***** Material provided *****

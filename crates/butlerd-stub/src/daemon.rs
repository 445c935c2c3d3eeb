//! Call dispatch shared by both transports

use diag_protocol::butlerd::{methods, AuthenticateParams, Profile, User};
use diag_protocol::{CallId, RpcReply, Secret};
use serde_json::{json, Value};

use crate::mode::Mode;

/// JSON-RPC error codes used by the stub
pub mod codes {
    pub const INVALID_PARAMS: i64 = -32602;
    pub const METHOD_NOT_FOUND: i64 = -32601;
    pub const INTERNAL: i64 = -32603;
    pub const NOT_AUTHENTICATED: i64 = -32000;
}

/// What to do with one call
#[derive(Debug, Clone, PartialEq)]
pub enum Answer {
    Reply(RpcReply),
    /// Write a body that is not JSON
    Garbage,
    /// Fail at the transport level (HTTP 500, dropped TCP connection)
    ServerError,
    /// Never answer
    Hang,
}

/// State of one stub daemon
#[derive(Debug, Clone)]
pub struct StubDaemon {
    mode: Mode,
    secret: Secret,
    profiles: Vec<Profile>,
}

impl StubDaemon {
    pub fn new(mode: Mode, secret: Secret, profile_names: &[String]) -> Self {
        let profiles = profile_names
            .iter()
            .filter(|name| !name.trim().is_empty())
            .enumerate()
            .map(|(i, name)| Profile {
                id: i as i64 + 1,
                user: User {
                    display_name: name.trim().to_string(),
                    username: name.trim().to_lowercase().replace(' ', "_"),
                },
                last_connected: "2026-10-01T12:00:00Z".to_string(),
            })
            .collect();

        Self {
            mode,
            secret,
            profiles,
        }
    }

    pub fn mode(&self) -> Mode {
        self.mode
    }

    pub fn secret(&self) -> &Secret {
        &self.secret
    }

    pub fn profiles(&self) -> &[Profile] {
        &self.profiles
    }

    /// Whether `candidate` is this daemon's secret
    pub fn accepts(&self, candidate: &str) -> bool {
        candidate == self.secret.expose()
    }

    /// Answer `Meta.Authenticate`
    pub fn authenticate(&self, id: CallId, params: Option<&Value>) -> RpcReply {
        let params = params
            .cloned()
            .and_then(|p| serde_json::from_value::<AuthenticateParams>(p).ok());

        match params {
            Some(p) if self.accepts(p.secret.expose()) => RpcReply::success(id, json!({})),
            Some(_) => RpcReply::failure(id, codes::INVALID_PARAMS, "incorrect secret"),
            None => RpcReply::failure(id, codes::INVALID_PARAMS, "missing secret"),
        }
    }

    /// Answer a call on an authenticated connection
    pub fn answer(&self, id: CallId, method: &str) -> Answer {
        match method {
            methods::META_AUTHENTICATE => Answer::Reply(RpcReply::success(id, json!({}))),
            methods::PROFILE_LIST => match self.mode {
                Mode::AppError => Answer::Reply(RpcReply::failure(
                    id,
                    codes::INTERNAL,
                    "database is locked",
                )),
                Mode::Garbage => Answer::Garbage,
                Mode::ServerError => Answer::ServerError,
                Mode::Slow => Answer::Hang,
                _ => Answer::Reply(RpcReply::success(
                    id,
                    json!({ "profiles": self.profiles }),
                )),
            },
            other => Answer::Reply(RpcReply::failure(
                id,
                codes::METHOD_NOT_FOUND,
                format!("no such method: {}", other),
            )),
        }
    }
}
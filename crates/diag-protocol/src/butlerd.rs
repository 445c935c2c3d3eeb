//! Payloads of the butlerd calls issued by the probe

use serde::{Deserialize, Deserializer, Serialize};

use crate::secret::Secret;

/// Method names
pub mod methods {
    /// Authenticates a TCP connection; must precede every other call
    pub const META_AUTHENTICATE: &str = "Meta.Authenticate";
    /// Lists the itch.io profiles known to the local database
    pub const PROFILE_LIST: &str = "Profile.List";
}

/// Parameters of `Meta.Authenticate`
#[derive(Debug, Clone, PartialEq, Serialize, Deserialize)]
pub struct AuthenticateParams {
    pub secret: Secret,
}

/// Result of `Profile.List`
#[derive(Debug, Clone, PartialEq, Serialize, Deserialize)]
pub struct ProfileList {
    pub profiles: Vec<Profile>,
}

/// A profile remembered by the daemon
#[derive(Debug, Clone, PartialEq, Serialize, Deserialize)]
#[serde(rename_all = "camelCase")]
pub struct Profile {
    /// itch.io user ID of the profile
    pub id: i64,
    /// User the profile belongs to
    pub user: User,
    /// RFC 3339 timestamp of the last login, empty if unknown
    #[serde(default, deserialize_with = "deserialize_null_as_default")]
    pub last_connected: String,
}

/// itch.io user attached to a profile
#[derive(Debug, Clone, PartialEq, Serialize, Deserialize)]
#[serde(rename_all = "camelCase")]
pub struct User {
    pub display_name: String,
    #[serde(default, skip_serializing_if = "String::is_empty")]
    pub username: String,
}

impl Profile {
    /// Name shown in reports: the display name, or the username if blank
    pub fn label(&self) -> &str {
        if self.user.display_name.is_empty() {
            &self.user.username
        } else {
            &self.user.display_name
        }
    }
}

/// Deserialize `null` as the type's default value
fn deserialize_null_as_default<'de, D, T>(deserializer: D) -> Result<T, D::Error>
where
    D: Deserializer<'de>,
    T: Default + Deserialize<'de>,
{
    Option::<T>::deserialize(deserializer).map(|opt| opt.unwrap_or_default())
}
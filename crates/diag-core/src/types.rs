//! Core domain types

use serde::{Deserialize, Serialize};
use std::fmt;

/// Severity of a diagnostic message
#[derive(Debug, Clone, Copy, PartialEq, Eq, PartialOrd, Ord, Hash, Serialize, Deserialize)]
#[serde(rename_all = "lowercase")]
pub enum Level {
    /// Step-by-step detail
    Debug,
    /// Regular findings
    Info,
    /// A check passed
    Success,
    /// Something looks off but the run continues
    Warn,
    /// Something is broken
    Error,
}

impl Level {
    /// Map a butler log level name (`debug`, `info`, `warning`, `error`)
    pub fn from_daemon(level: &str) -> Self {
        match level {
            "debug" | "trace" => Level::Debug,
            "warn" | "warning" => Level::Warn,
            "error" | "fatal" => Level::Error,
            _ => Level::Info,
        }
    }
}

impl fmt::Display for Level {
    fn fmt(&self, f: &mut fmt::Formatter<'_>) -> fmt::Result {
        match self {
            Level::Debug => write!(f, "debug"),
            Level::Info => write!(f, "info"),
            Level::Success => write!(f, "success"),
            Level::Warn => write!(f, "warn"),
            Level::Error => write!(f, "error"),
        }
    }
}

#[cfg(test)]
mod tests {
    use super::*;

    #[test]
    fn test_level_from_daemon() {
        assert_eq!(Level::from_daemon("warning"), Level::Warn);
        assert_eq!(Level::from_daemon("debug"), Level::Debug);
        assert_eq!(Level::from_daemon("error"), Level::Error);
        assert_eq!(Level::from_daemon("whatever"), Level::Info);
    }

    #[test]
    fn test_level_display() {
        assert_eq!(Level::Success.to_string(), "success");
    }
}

*****

** Problem to work on **
The whole listing above needs to be written out again exactly.

** Answer space **
filename crates/butlerd-stub/src/daemon.rs
repository 445c935c2c3d3eeb
//! Call dispatch shared by both transports

use diag_protocol::butlerd::{methods, AuthenticateParams, Profile, User};
use diag_protocol::{CallId, RpcReply, Secret};
use serde_json::{json, Value};

use crate::mode::Mode;

/// JSON-RPC error codes used by the stub
pub mod codes {
    pub const INVALID_PARAMS: i64 = -32602;
    pub const METHOD_NOT_FOUND: i64 = -32601;
    pub const INTERNAL: i64 = -32603;
    pub const NOT_AUTHENTICATED: i64 = -32000;
}

/// What to do with one call
#[derive(Debug, Clone, PartialEq)]
pub enum Answer {
    Reply(RpcReply),
    /// Write a body that is not JSON
    Garbage,
    /// Fail at the transport level (HTTP 500, dropped TCP connection)
    ServerError,
    /// Never answer
    Hang,
}

/// State of one stub daemon
#[derive(Debug, Clone)]
pub struct StubDaemon {
    mode: Mode,
    secret: Secret,
    profiles: Vec<Profile>,
}

impl StubDaemon {
    pub fn new(mode: Mode, secret: Secret, profile_names: &[String]) -> Self {
        let profiles = profile_names
            .iter()
            .filter(|name| !name.trim().is_empty())
            .enumerate()
            .map(|(i, name)| Profile {
                id: i as i64 + 1,
                user: User {
                    display_name: name.trim().to_string(),
                    username: name.trim().to_lowercase().replace(' ', "_"),
                },
                last_connected: "2026-10-01T12:00:00Z".to_string(),
            })
            .collect();

        Self {
            mode,
            secret,
            profiles,
        }
    }

    pub fn mode(&self) -> Mode {
        self.mode
    }

    pub fn secret(&self) -> &Secret {
        &self.secret
    }

    pub fn profiles(&self) -> &[Profile] {
        &self.profiles
    }

    /// Whether `candidate` is this daemon's secret
    pub fn accepts(&self, candidate: &str) -> bool {
        candidate == self.secret.expose()
    }

    /// Answer `Meta.Authenticate`
    pub fn authenticate(&self, id: CallId, params: Option<&Value>) -> RpcReply {
        let params = params
            .cloned()
            .and_then(|p| serde_json::from_value::<AuthenticateParams>(p).ok());

        match params {
            Some(p) if self.accepts(p.secret.expose()) => RpcReply::success(id, json!({})),
            Some(_) => RpcReply::failure(id, codes::INVALID_PARAMS, "incorrect secret"),
            None => RpcReply::failure(id, codes::INVALID_PARAMS, "missing secret"),
        }
    }

    /// Answer a call on an authenticated connection
    pub fn answer(&self, id: CallId, method: &str) -> Answer {
        match method {
            methods::META_AUTHENTICATE => Answer::Reply(RpcReply::success(id, json!({}))),
            methods::PROFILE_LIST => match self.mode {
                Mode::AppError => Answer::Reply(RpcReply::failure(
                    id,
                    codes::INTERNAL,
                    "database is locked",
                )),
                Mode::Garbage => Answer::Garbage,
                Mode::ServerError => Answer::ServerError,
                Mode::Slow => Answer::Hang,
                _ => Answer::Reply(RpcReply::success(
                    id,
                    json!({ "profiles": self.profiles }),
                )),
            },
            other => Answer::Reply(RpcReply::failure(
                id,
                codes::METHOD_NOT_FOUND,
                format!("no such method: {}", other),
            )),
        }
    }
}
filename crates/diag-protocol/src/butlerd.rs
repository 445c935c2c3d3eeb
//! Payloads of the butlerd calls issued by the probe

use serde::{Deserialize, Deserializer, Serialize};

use crate::secret::Secret;

/// Method names
pub mod methods {
    /// Authenticates a TCP connection; must precede every other call
    pub const META_AUTHENTICATE: &str = "Meta.Authenticate";
    /// Lists the itch.io profiles known to the local database
    pub const PROFILE_LIST: &str = "Profile.List";
}

/// Parameters of `Meta.Authenticate`
#[derive(Debug, Clone, PartialEq, Serialize, Deserialize)]
pub struct AuthenticateParams {
    pub secret: Secret,
}

/// Result of `Profile.List`
#[derive(Debug, Clone, PartialEq, Serialize, Deserialize)]
pub struct ProfileList {
    pub profiles: Vec<Profile>,
}

/// A profile remembered by the daemon
#[derive(Debug, Clone, PartialEq, Serialize, Deserialize)]
#[serde(rename_all = "camelCase")]
pub struct Profile {
    /// itch.io user ID of the profile
    pub id: i64,
    /// User the profile belongs to
    pub user: User,
    /// RFC 3339 timestamp of the last login, empty if unknown
    #[serde(default, deserialize_with = "deserialize_null_as_default")]
    pub last_connected: String,
}

/// itch.io user attached to a profile
#[derive(Debug, Clone, PartialEq, Serialize, Deserialize)]
#[serde(rename_all = "camelCase")]
pub struct User {
    pub display_name: String,
    #[serde(default, skip_serializing_if = "String::is_empty")]
    pub username: String,
}

impl Profile {
    /// Name shown in reports: the display name, or the username if blank
    pub fn label(&self) -> &str {
        if self.user.display_name.is_empty() {
            &self.user.username
        } else {
            &self.user.display_name
        }
    }
}

/// Deserialize `null` as the type's default value
fn deserialize_null_as_default<'de, D, T>(deserializer: D) -> Result<T, D::Error>
where
    D: Deserializer<'de>,
    T: Default + Deserialize<'de>,
{
    Option::<T>::deserialize(deserializer).map(|opt| opt.unwrap_or_default())
}
filename crates/diag-core/src/types.rs
//! Core domain types

use serde::{Deserialize, Serialize};
use std::fmt;

/// Severity of a diagnostic message
#[derive(Debug, Clone, Copy, PartialEq, Eq, PartialOrd, Ord, Hash, Serialize, Deserialize)]
#[serde(rename_all = "lowercase")]
pub enum Level {
    /// Step-by-step detail
    Debug,
    /// Regular findings
    Info,
    /// A check passed
    Success,
    /// Something looks off but the run continues
    Warn,
    /// Something is broken
    Error,
}

impl Level {
    /// Map a butler log level name (`debug`, `info`, `warning`, `error`)
    pub fn from_daemon(level: &str) -> Self {
        match level {
            "debug" | "trace" => Level::Debug,
            "warn" | "warning" => Level::Warn,
            "error" | "fatal" => Level::Error,
            _ => Level::Info,
        }
    }
}

impl fmt::Display for Level {
    fn fmt(&self, f: &mut fmt::Formatter<'_>) -> fmt::Result {
        match self {
            Level::Debug => write!(f, "debug"),
            Level::Info => write!(f, "info"),
            Level::Success => write!(f, "success"),
            Level::Warn => write!(f, "warn"),
            Level::Error => write!(f, "error"),
        }
    }
}

#[cfg(test)]
mod tests {
    use super::*;

    #[test]
    fn test_level_from_daemon() {
        assert_eq!(Level::from_daemon("warning"), Level::Warn);
        assert_eq!(Level::from_daemon("debug"), Level::Debug);
        assert_eq!(Level::from_daemon("error"), Level::Error);
        assert_eq!(Level::from_daemon("whatever"), Level::Info);
    }

    #[test]
    fn test_level_display() {
        assert_eq!(Level::Success.to_string(), "success");
    }
}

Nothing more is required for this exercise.